Elisha’s action to retrieve the sunken axe-head is as mysterious as his earlier healing of the Jericho spring and his removal of poison from the stew. Like those stories, it shows him to have been a man possessing extraordinary powers, powers not possessed by the other members of the prophetic community. Such powers were his because of his special status as a man of God (6). The cumulative effect of these strange tales is to suggest what this phrase means: he was not simply a pious man who served God but a man whose relationship with God was unique among the prophets of his time. Like Elijah earlier, he was in a very special sense God’s man for this moment in Israel’s history…
2 Kings 6:14-16
- Reflect on Elisha’s words “Do not be afraid, for those who are with us are more than those who are with them” in light of 1 John 4:4 and John 16:33.
1 John 4:4 (ESV)
Little children, you are from God and have overcome them, for he who is in you is greater than he who is in the world.
John 16:33 (ESV)
I have said these things to you, that in me you may have peace.
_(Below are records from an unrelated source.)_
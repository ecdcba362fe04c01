#![allow(dead_code)]

pub mod test_utils {
    use std::io;
    use std::net::{IpAddr, SocketAddr};
    use std::sync::atomic::{AtomicUsize, Ordering};
    use std::sync::{Arc, Mutex};
    use std::time::Duration;

    use async_trait::async_trait;
    use ipwake::core::wol::parse_hardware_address;
    use ipwake::{AppConfig, AppState, ProbeError, ProbeReport, Prober, WakeError, WakeSender};

    /// What the stub prober answers with.
    #[derive(Debug, Clone)]
    pub enum ProbeScript {
        Reply(Duration),
        Silent,
        Fail(String),
    }

    /// Prober that counts calls and answers from a script.
    pub struct StubProber {
        script: Mutex<ProbeScript>,
        calls: AtomicUsize,
    }

    impl StubProber {
        pub fn new(script: ProbeScript) -> Arc<Self> {
            Arc::new(Self {
                script: Mutex::new(script),
                calls: AtomicUsize::new(0),
            })
        }

        pub fn calls(&self) -> usize {
            self.calls.load(Ordering::SeqCst)
        }

        pub fn set(&self, script: ProbeScript) {
            *self.script.lock().unwrap() = script;
        }
    }

    #[async_trait]
    impl Prober for StubProber {
        async fn probe(&self, _host: IpAddr, _timeout: Duration, count: u16) -> Result<ProbeReport, ProbeError> {
            self.calls.fetch_add(1, Ordering::SeqCst);
            let script = self.script.lock().unwrap().clone();
            match script {
                ProbeScript::Reply(rtt) => Ok(ProbeReport::from_replies(count, &[rtt])),
                ProbeScript::Silent => Ok(ProbeReport::silent(count)),
                ProbeScript::Fail(msg) => Err(ProbeError::Transport(io::Error::new(
                    io::ErrorKind::PermissionDenied,
                    msg,
                ))),
            }
        }
    }

    /// Wake sender that records requests instead of touching the network.
    /// Hardware addresses are still validated like the real sender does.
    pub struct StubWaker {
        fail_with: Option<String>,
        sent: Mutex<Vec<(String, SocketAddr)>>,
    }

    impl StubWaker {
        pub fn ok() -> Arc<Self> {
            Arc::new(Self {
                fail_with: None,
                sent: Mutex::new(Vec::new()),
            })
        }

        pub fn failing(msg: &str) -> Arc<Self> {
            Arc::new(Self {
                fail_with: Some(msg.to_string()),
                sent: Mutex::new(Vec::new()),
            })
        }

        pub fn sent(&self) -> Vec<(String, SocketAddr)> {
            self.sent.lock().unwrap().clone()
        }
    }

    #[async_trait]
    impl WakeSender for StubWaker {
        async fn wake(&self, hardware_address: &str, destination: SocketAddr) -> Result<(), WakeError> {
            parse_hardware_address(hardware_address)?;
            if let Some(msg) = &self.fail_with {
                return Err(WakeError::Transmit(io::Error::new(io::ErrorKind::Other, msg.clone())));
            }
            self.sent
                .lock()
                .unwrap()
                .push((hardware_address.to_string(), destination));
            Ok(())
        }
    }

    pub fn state_with(config: AppConfig, prober: Arc<StubProber>, waker: Arc<StubWaker>) -> AppState {
        AppState::with_backends(config, prober, waker)
    }
}
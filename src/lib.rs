//! ipwake: check whether a LAN host answers ICMP echo, wake it with a
//! magic packet, and bounce a browser back once it is reachable.

pub mod core;
pub mod modules;

pub use crate::core::error::{ConfigError, ProbeError, ValidationError, WakeError};
pub use crate::core::network::{IcmpProber, Prober};
pub use crate::core::state::ReachabilityCache;
pub use crate::core::types::{HostState, JsonResponse, ProbeProfile, ProbeReport, ReachabilityRecord};
pub use crate::core::wol::{UdpWakeSender, WakeSender};
pub use crate::core::{AppConfig, AppState, VerifyMode, WakeMode};
pub use crate::modules::{routes, run_web_server};
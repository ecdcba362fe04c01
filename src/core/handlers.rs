// Request handlers for /verify, /ping, /wake and /status.
//
// Each handler takes the decoded query string plus the shared AppState and
// always produces a response; failures become JSON envelopes, never
// rejections.

use std::collections::HashMap;
use std::convert::Infallible;
use std::net::{IpAddr, SocketAddr};
use std::time::Duration;

use serde::Serialize;
use tracing::{debug, info, warn};
use warp::http::StatusCode;
use warp::reply::{Reply, Response};

use crate::core::error::ValidationError;
use crate::core::sockparse::{parse_ip, parse_port};
use crate::core::types::{HostSnapshot, JsonResponse, ProbeProfile};
use crate::core::{AppState, VerifyMode, WakeMode};

pub type QueryArgs = HashMap<String, String>;

pub const NOT_STARTED: &str = "System not started yet";

fn arg<'a>(args: &'a QueryArgs, key: &str) -> Option<&'a str> {
    args.get(key).map(String::as_str)
}

fn json_reply(body: &JsonResponse, status: StatusCode) -> Response {
    warp::reply::with_status(warp::reply::json(body), status).into_response()
}

fn bad_request(error: impl ToString) -> Response {
    json_reply(&JsonResponse::failure(error.to_string()), StatusCode::BAD_REQUEST)
}

// ── Verify ─────────────────────────────────────────────────────

#[derive(Debug, Clone, PartialEq, Eq)]
pub enum VerifyTarget {
    Port(u16),
    RedirectUrl(String),
}

/// A validated `/verify` request.
#[derive(Debug, Clone, PartialEq, Eq)]
pub struct VerifyRequest {
    pub host: IpAddr,
    /// `ip` exactly as the caller sent it, echoed back on redirect.
    pub raw_ip: String,
    pub address: String,
    pub target: VerifyTarget,
}

impl VerifyRequest {
    pub fn parse(args: &QueryArgs, mode: VerifyMode) -> Result<Self, ValidationError> {
        let host = parse_ip(arg(args, "ip"))?;
        let target = match mode {
            VerifyMode::Port => VerifyTarget::Port(parse_port(arg(args, "port"))?),
            VerifyMode::RedirectUrl => match arg(args, "redirectURL") {
                Some(url) if !url.is_empty() => VerifyTarget::RedirectUrl(url.to_string()),
                _ => return Err(ValidationError::RedirectUrlNotDefined),
            },
        };
        Ok(Self {
            host,
            raw_ip: arg(args, "ip").unwrap_or_default().to_string(),
            address: arg(args, "address").unwrap_or_default().to_string(),
            target,
        })
    }

    /// Where to send the caller when the host does not answer.
    pub fn redirect_location(&self, base: Option<&str>) -> String {
        let mut query = form_urlencoded::Serializer::new(String::new());
        query
            .append_pair("ip", &self.raw_ip)
            .append_pair("address", &self.address);
        match &self.target {
            VerifyTarget::Port(port) => query.append_pair("port", &port.to_string()),
            VerifyTarget::RedirectUrl(url) => query.append_pair("redirectURL", url),
        };
        let base = base.map(|b| b.trim_end_matches('/')).unwrap_or("");
        format!("{base}/?{}", query.finish())
    }
}

#[derive(Debug, Clone, Copy, PartialEq, Eq)]
pub enum VerifyOutcome {
    /// Confirmed within the checking interval; no probe sent.
    Cached,
    /// Answered a fresh probe and is now cached.
    Confirmed(Duration),
    Unreachable,
}

/// Cached, else probe and cache on a reply, else unreachable.
pub async fn verify_host(state: &AppState, host: IpAddr) -> VerifyOutcome {
    if state.cache.is_present(host).await {
        return VerifyOutcome::Cached;
    }

    let timeout = state.config.probe_timeout(ProbeProfile::Verify);
    match state.prober.probe(host, timeout, 1).await {
        Ok(report) if report.received == 1 => {
            let rtt = report.round_trip.unwrap_or_default();
            state.cache.put(host, rtt).await;
            VerifyOutcome::Confirmed(rtt)
        }
        Ok(_) => VerifyOutcome::Unreachable,
        Err(e) => {
            warn!(%host, error = %e, "verify probe failed");
            VerifyOutcome::Unreachable
        }
    }
}

/// GET /verify
pub async fn verify(args: QueryArgs, state: AppState) -> Result<Response, Infallible> {
    let request = match VerifyRequest::parse(&args, state.config.verify_mode) {
        Ok(request) => request,
        Err(e) => return Ok(bad_request(e)),
    };

    match verify_host(&state, request.host).await {
        VerifyOutcome::Cached => Ok(StatusCode::OK.into_response()),
        VerifyOutcome::Confirmed(rtt) => {
            debug!(host = %request.host, rtt_ms = rtt.as_millis() as u64, "host confirmed");
            Ok(StatusCode::OK.into_response())
        }
        VerifyOutcome::Unreachable => {
            let location = request.redirect_location(state.config.redirect_base.as_deref());
            info!(host = %request.host, %location, "host unreachable, redirecting");
            Ok(warp::reply::with_header(
                StatusCode::TEMPORARY_REDIRECT,
                "location",
                location,
            )
            .into_response())
        }
    }
}

// ── Ping ───────────────────────────────────────────────────────

/// GET /ping
///
/// Polling endpoint. Never writes the cache, so background polling cannot
/// inflate the set of confirmed hosts.
pub async fn ping(args: QueryArgs, state: AppState) -> Result<Response, Infallible> {
    let host = match parse_ip(arg(&args, "ip")) {
        Ok(host) => host,
        Err(e) => return Ok(bad_request(e)),
    };

    if state.cache.is_present(host).await {
        return Ok(json_reply(&JsonResponse::ok(), StatusCode::OK));
    }

    let timeout = state.config.probe_timeout(ProbeProfile::Liveness);
    match state.prober.probe(host, timeout, 1).await {
        Err(e) => {
            warn!(%host, error = %e, "ping probe failed");
            Ok(bad_request(e))
        }
        Ok(report) if report.received == 0 => {
            debug!(%host, "no echo reply");
            Ok(json_reply(&JsonResponse::failure(NOT_STARTED), StatusCode::OK))
        }
        Ok(_) => Ok(json_reply(&JsonResponse::ok(), StatusCode::OK)),
    }
}

// ── Wake ───────────────────────────────────────────────────────

fn wake_destination(args: &QueryArgs, state: &AppState) -> Result<SocketAddr, ValidationError> {
    match state.config.wake_mode {
        WakeMode::Host => {
            let ip = parse_ip(arg(args, "ip"))?;
            let port = parse_port(arg(args, "port"))?;
            Ok(SocketAddr::new(ip, port))
        }
        WakeMode::Broadcast => Ok(state.config.wol_destination()),
    }
}

/// GET /wake
pub async fn wake(args: QueryArgs, state: AppState) -> Result<Response, Infallible> {
    let destination = match wake_destination(&args, &state) {
        Ok(destination) => destination,
        Err(e) => return Ok(bad_request(e)),
    };
    let address = arg(&args, "address").unwrap_or_default();

    match state.waker.wake(address, destination).await {
        Ok(()) => Ok(json_reply(&JsonResponse::ok(), StatusCode::OK)),
        Err(e) => {
            warn!(address, %destination, error = %e, "wake failed");
            Ok(bad_request(e))
        }
    }
}

// ── Status ─────────────────────────────────────────────────────

#[derive(Debug, Serialize)]
struct StatusBody {
    checking_interval_secs: u64,
    hosts: Vec<HostSnapshot>,
}

/// GET /status
pub async fn status(state: AppState) -> Result<Response, Infallible> {
    let body = StatusBody {
        checking_interval_secs: state.cache.ttl().as_secs(),
        hosts: state.cache.snapshot().await,
    };
    Ok(warp::reply::json(&body).into_response())
}
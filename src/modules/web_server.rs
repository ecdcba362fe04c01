use std::convert::Infallible;
use std::net::SocketAddr;

use tracing::{debug, info, warn};
use warp::{Filter, Rejection, Reply};

use crate::core::handlers::{self, QueryArgs};
use crate::core::AppState;

fn with_state(state: AppState) -> impl Filter<Extract = (AppState,), Error = Infallible> + Clone {
    warp::any().map(move || state.clone())
}

/// Decoded query string; a missing or undecodable one is treated as empty so
/// the handlers report the missing parameter themselves.
fn query_args() -> impl Filter<Extract = (QueryArgs,), Error = Infallible> + Clone {
    warp::query::<QueryArgs>()
        .or(warp::any().map(QueryArgs::new))
        .unify()
}

/// `/verify`, `/ping`, `/wake` and `/status`, with everything else served
/// from the static asset directory.
pub fn routes(state: AppState) -> impl Filter<Extract = (impl Reply,), Error = Rejection> + Clone {
    let verify = warp::path("verify")
        .and(warp::path::end())
        .and(query_args())
        .and(with_state(state.clone()))
        .and_then(handlers::verify);

    let ping = warp::path("ping")
        .and(warp::path::end())
        .and(query_args())
        .and(with_state(state.clone()))
        .and_then(handlers::ping);

    let wake = warp::path("wake")
        .and(warp::path::end())
        .and(query_args())
        .and(with_state(state.clone()))
        .and_then(handlers::wake);

    let status = warp::path("status")
        .and(warp::path::end())
        .and(with_state(state.clone()))
        .and_then(handlers::status);

    let assets = warp::fs::dir(state.config.static_dir.clone());

    let verbose = state.config.verbose;
    let access_log = warp::log::custom(move |info| {
        let elapsed_ms = info.elapsed().as_secs_f64() * 1000.0;
        if verbose {
            info!(
                method = %info.method(),
                path = info.path(),
                status = info.status().as_u16(),
                elapsed_ms,
                "request"
            );
        } else {
            debug!(
                method = %info.method(),
                path = info.path(),
                status = info.status().as_u16(),
                elapsed_ms,
                "request"
            );
        }
    });

    warp::get()
        .and(verify.or(ping).or(wake).or(status).or(assets))
        .with(access_log)
}

async fn shutdown_signal() {
    if let Err(e) = tokio::signal::ctrl_c().await {
        warn!(error = %e, "could not install Ctrl-C handler");
        std::future::pending::<()>().await;
    }
    info!("shutdown signal received");
}

/// Bind the configured address and serve until Ctrl-C.
pub async fn run_web_server(state: AppState) -> Result<(), warp::Error> {
    let addr: SocketAddr = state.config.listen_addr;
    let (bound, server) = warp::serve(routes(state))
        .try_bind_with_graceful_shutdown(addr, shutdown_signal())?;

    info!(addr = %bound, "web server listening");
    server.await;
    info!("web server stopped");
    Ok(())
}
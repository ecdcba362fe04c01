use std::collections::HashMap;
use std::net::IpAddr;
use std::sync::Arc;
use std::time::Duration;

use tokio::sync::Mutex;
use tokio::time::Instant;
use tracing::debug;

use crate::core::types::{HostSnapshot, HostState, ReachabilityRecord};

/// Hosts recently confirmed reachable.
///
/// Expiry is decided when reading: a record counts as present only while
/// `now - confirmed_at < ttl`. Writes prune whatever has expired, so the map
/// never outgrows the set of hosts confirmed in the last interval.
#[derive(Debug, Clone)]
pub struct ReachabilityCache {
    ttl: Duration,
    records: Arc<Mutex<HashMap<IpAddr, ReachabilityRecord>>>,
}

impl ReachabilityCache {
    pub fn new(ttl: Duration) -> Self {
        Self {
            ttl,
            records: Arc::new(Mutex::new(HashMap::new())),
        }
    }

    pub fn ttl(&self) -> Duration {
        self.ttl
    }

    pub async fn is_present(&self, host: IpAddr) -> bool {
        let records = self.records.lock().await;
        let now = Instant::now();
        records
            .get(&host)
            .map_or(false, |record| record.is_live(now, self.ttl))
    }

    /// Live record for `host`, if any.
    pub async fn get(&self, host: IpAddr) -> Option<ReachabilityRecord> {
        let records = self.records.lock().await;
        let now = Instant::now();
        records
            .get(&host)
            .filter(|record| record.is_live(now, self.ttl))
            .cloned()
    }

    /// Record a successful probe. Overwrites any previous record for `host`,
    /// which restarts its expiry.
    pub async fn put(&self, host: IpAddr, round_trip: Duration) {
        let mut records = self.records.lock().await;
        let now = Instant::now();
        let ttl = self.ttl;
        records.retain(|_, record| record.is_live(now, ttl));

        let previous = records.insert(host, ReachabilityRecord::new(host, round_trip));
        debug!(
            %host,
            rtt_ms = round_trip.as_secs_f64() * 1000.0,
            refreshed = previous.is_some(),
            "host confirmed reachable"
        );
    }

    /// Drop `host` regardless of age.
    pub async fn evict(&self, host: IpAddr) -> Option<ReachabilityRecord> {
        let removed = self.records.lock().await.remove(&host);
        if removed.is_some() {
            debug!(%host, "host evicted");
        }
        removed
    }

    /// Remove every expired record and return how many went.
    pub async fn prune(&self) -> usize {
        let mut records = self.records.lock().await;
        let now = Instant::now();
        let ttl = self.ttl;
        let before = records.len();
        records.retain(|_, record| record.is_live(now, ttl));
        before - records.len()
    }

    pub async fn state(&self, host: IpAddr) -> HostState {
        let records = self.records.lock().await;
        match records.get(&host) {
            None => HostState::Unknown,
            Some(record) if record.is_live(Instant::now(), self.ttl) => HostState::Confirmed,
            Some(_) => HostState::Expired,
        }
    }

    /// Every held record, most recently confirmed first.
    pub async fn snapshot(&self) -> Vec<HostSnapshot> {
        let records = self.records.lock().await;
        let now = Instant::now();
        let mut hosts: Vec<HostSnapshot> = records
            .values()
            .map(|record| {
                let age = record.age(now);
                HostSnapshot {
                    host: record.host,
                    state: if age < self.ttl {
                        HostState::Confirmed
                    } else {
                        HostState::Expired
                    },
                    confirmed_at: record.confirmed_wall,
                    round_trip: record.round_trip,
                    expires_in_secs: self.ttl.saturating_sub(age).as_secs(),
                }
            })
            .collect();
        hosts.sort_by(|a, b| b.confirmed_at.cmp(&a.confirmed_at));
        hosts
    }

    /// Number of records held, expired ones included.
    pub async fn len(&self) -> usize {
        self.records.lock().await.len()
    }

    pub async fn is_empty(&self) -> bool {
        self.records.lock().await.is_empty()
    }
}
pub mod error;
pub mod handlers;
pub mod network;
pub mod sockparse;
pub mod state;
pub mod types;
pub mod wol;

use std::net::{IpAddr, Ipv4Addr, SocketAddr};
use std::path::PathBuf;
use std::sync::Arc;
use std::time::Duration;

use clap::ValueEnum;

use crate::core::network::{IcmpProber, Prober};
use crate::core::state::ReachabilityCache;
use crate::core::types::ProbeProfile;
use crate::core::wol::{UdpWakeSender, WakeSender};

/// Parameter shape accepted by `/verify`.
#[derive(Debug, Clone, Copy, PartialEq, Eq, Default, ValueEnum)]
pub enum VerifyMode {
    /// `ip`, `address` and `port`.
    #[default]
    Port,
    /// `ip`, `address` and a pre-built `redirectURL`.
    RedirectUrl,
}

/// Where `/wake` sends the magic packet.
#[derive(Debug, Clone, Copy, PartialEq, Eq, Default, ValueEnum)]
pub enum WakeMode {
    /// Caller supplies `ip` and `port`.
    #[default]
    Host,
    /// Configured broadcast address and WoL port.
    Broadcast,
}

#[derive(Debug, Clone)]
pub struct AppConfig {
    pub listen_addr: SocketAddr,
    /// How long a successful probe is trusted.
    pub checking_interval: Duration,
    pub static_dir: PathBuf,
    /// Prefix for redirect locations; relative redirects when unset.
    pub redirect_base: Option<String>,
    pub verify_mode: VerifyMode,
    pub wake_mode: WakeMode,
    pub broadcast: IpAddr,
    pub wol_port: u16,
    pub ping_timeout: Duration,
    pub verify_timeout: Duration,
    pub verbose: bool,
}

impl Default for AppConfig {
    fn default() -> Self {
        Self {
            listen_addr: SocketAddr::from((Ipv4Addr::UNSPECIFIED, 8080)),
            checking_interval: Duration::from_secs(60),
            static_dir: PathBuf::from("frontend/build/"),
            redirect_base: None,
            verify_mode: VerifyMode::Port,
            wake_mode: WakeMode::Host,
            broadcast: IpAddr::V4(Ipv4Addr::BROADCAST),
            wol_port: 9,
            ping_timeout: ProbeProfile::LIVENESS_TIMEOUT,
            verify_timeout: ProbeProfile::VERIFY_TIMEOUT,
            verbose: false,
        }
    }
}

impl AppConfig {
    pub fn probe_timeout(&self, profile: ProbeProfile) -> Duration {
        match profile {
            ProbeProfile::Liveness => self.ping_timeout,
            ProbeProfile::Verify => self.verify_timeout,
        }
    }

    pub fn wol_destination(&self) -> SocketAddr {
        SocketAddr::new(self.broadcast, self.wol_port)
    }
}

/// Everything a request handler needs, cheap to clone into each filter.
#[derive(Clone)]
pub struct AppState {
    pub config: Arc<AppConfig>,
    pub cache: ReachabilityCache,
    pub prober: Arc<dyn Prober>,
    pub waker: Arc<dyn WakeSender>,
}

impl AppState {
    /// State wired to the real ICMP prober and UDP wake sender.
    pub fn new(config: AppConfig) -> Self {
        Self::with_backends(config, Arc::new(IcmpProber::new()), Arc::new(UdpWakeSender::new()))
    }

    pub fn with_backends(
        config: AppConfig,
        prober: Arc<dyn Prober>,
        waker: Arc<dyn WakeSender>,
    ) -> Self {
        let cache = ReachabilityCache::new(config.checking_interval);
        Self {
            config: Arc::new(config),
            cache,
            prober,
            waker,
        }
    }
}
//! Wake-on-LAN magic packets.

use std::net::{Ipv4Addr, Ipv6Addr, SocketAddr};

use async_trait::async_trait;
use pnet::util::MacAddr;
use tokio::net::UdpSocket;
use tracing::info;

use crate::core::error::{WakeError, WakeResult};

pub const BROADCAST_MAC: [u8; 6] = [0xff, 0xff, 0xff, 0xff, 0xff, 0xff];
pub const MAGIC_PACKET_LEN: usize = 102;

#[async_trait]
pub trait WakeSender: Send + Sync {
    /// Build a magic packet for `hardware_address` and send it to
    /// `destination`.
    async fn wake(&self, hardware_address: &str, destination: SocketAddr) -> WakeResult<()>;
}

/// Parse `aa:bb:cc:dd:ee:ff` or `aa-bb-cc-dd-ee-ff`, any case.
pub fn parse_hardware_address(input: &str) -> WakeResult<MacAddr> {
    let normalized = input.trim().replace('-', ":");
    normalized
        .parse::<MacAddr>()
        .map_err(|_| WakeError::InvalidHardwareAddress(input.to_string()))
}

pub fn magic_packet(mac: MacAddr) -> [u8; MAGIC_PACKET_LEN] {
    let octets = [mac.0, mac.1, mac.2, mac.3, mac.4, mac.5];
    let mut packet = [0u8; MAGIC_PACKET_LEN];
    packet[..6].copy_from_slice(&BROADCAST_MAC);
    for chunk in packet[6..].chunks_mut(6) {
        chunk.copy_from_slice(&octets);
    }
    packet
}

/// Sends magic packets over UDP from an ephemeral, broadcast-enabled socket.
#[derive(Debug, Default, Clone, Copy)]
pub struct UdpWakeSender;

impl UdpWakeSender {
    pub fn new() -> Self {
        Self
    }
}

#[async_trait]
impl WakeSender for UdpWakeSender {
    async fn wake(&self, hardware_address: &str, destination: SocketAddr) -> WakeResult<()> {
        let mac = parse_hardware_address(hardware_address)?;
        let packet = magic_packet(mac);

        let bind: SocketAddr = match destination {
            SocketAddr::V4(_) => (Ipv4Addr::UNSPECIFIED, 0).into(),
            SocketAddr::V6(_) => (Ipv6Addr::UNSPECIFIED, 0).into(),
        };
        let socket = UdpSocket::bind(bind).await?;
        socket.set_broadcast(true)?;
        let sent = socket.send_to(&packet, destination).await?;
        if sent != packet.len() {
            return Err(WakeError::ShortSend {
                sent,
                expected: packet.len(),
            });
        }

        info!(%mac, %destination, "magic packet sent");
        Ok(())
    }
}

#[cfg(test)]
mod tests {
    use super::*;

    /// Target hardware address of a well-formed magic packet.
    fn magic_packet_target(payload: &[u8]) -> Option<MacAddr> {
        if payload.len() < MAGIC_PACKET_LEN || payload[..6] != BROADCAST_MAC {
            return None;
        }
        let blocks: Vec<&[u8]> = payload[6..MAGIC_PACKET_LEN].chunks(6).collect();
        if blocks.len() != 16 || blocks.iter().any(|block| *block != blocks[0]) {
            return None;
        }
        let b = blocks[0];
        Some(MacAddr(b[0], b[1], b[2], b[3], b[4], b[5]))
    }

    #[test]
    fn parses_both_separator_styles() {
        let colon = parse_hardware_address("AA:bb:0c:11:22:33").unwrap();
        let dash = parse_hardware_address("aa-BB-0C-11-22-33").unwrap();
        assert_eq!(colon, dash);
        assert_eq!(colon, MacAddr(0xaa, 0xbb, 0x0c, 0x11, 0x22, 0x33));
    }

    #[test]
    fn rejects_malformed_addresses() {
        for bad in ["", "aa:bb:cc", "zz:bb:cc:dd:ee:ff", "not a mac"] {
            assert!(
                matches!(parse_hardware_address(bad), Err(WakeError::InvalidHardwareAddress(_))),
                "{bad:?} should be rejected"
            );
        }
    }

    #[test]
    fn magic_packet_layout() {
        let mac = MacAddr(0x01, 0x02, 0x03, 0x04, 0x05, 0x06);
        let packet = magic_packet(mac);
        assert_eq!(&packet[..6], &BROADCAST_MAC);
        assert_eq!(&packet[6..12], &[1, 2, 3, 4, 5, 6]);
        assert_eq!(&packet[96..], &[1, 2, 3, 4, 5, 6]);
        assert_eq!(magic_packet_target(&packet), Some(mac));
    }

    #[test]
    fn target_rejects_tampered_packet() {
        let mut packet = magic_packet(MacAddr(1, 2, 3, 4, 5, 6));
        packet[50] ^= 0xff;
        assert_eq!(magic_packet_target(&packet), None);
        assert_eq!(magic_packet_target(&packet[..60]), None);
    }

    #[tokio::test]
    async fn sends_packet_over_udp() {
        let receiver = UdpSocket::bind("127.0.0.1:0").await.unwrap();
        let destination = receiver.local_addr().unwrap();

        UdpWakeSender::new()
            .wake("de:ad:be:ef:00:01", destination)
            .await
            .unwrap();

        let mut buf = [0u8; 256];
        let (n, _) = receiver.recv_from(&mut buf).await.unwrap();
        assert_eq!(n, MAGIC_PACKET_LEN);
        assert_eq!(
            magic_packet_target(&buf[..n]),
            Some(MacAddr(0xde, 0xad, 0xbe, 0xef, 0x00, 0x01))
        );
    }

    #[tokio::test]
    async fn invalid_address_never_touches_the_network() {
        let err = UdpWakeSender::new()
            .wake("bogus", "127.0.0.1:9".parse().unwrap())
            .await
            .unwrap_err();
        assert_eq!(err.to_string(), "invalid hardware address: \"bogus\"");
    }
}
In the world you will have tribulation. But take heart; I have overcome the world.”
2 Kings 6:22-23
- Reflect on Elisha’s action in light of Romans 12:17-21.
Romans 12:17–21 (ESV)
17 Repay no one evil for evil, but give thought to do what is honorable in the sight of all. 18 If possible, so far as it depends on you, live peaceably with all. 19 Beloved, never avenge yourselves, but leave it to the wrath of God, for it is written, “Vengeance is mine, I will repay, says the Lord.” 20 To the contrary, “if your enemy is hungry, feed him; if he is thirsty, give him something to drink; for by so doing you will heap burning coals on his head.” 21 Do not be overcome by evil, but overcome evil with good.
- How do I react to those who are against me, or wish me harm, and how does this relate to my trust in God?
 Bimson, J. J. (1994). 1 and 2 Kings. In D. A. Carson, R. T. France, J. A. Motyer, & G. J. Wenham (Eds.), New Bible commentary: 21st century edition (4th ed., p. 367). Leicester, England; Downers Grove, IL: Inter-Varsity Press.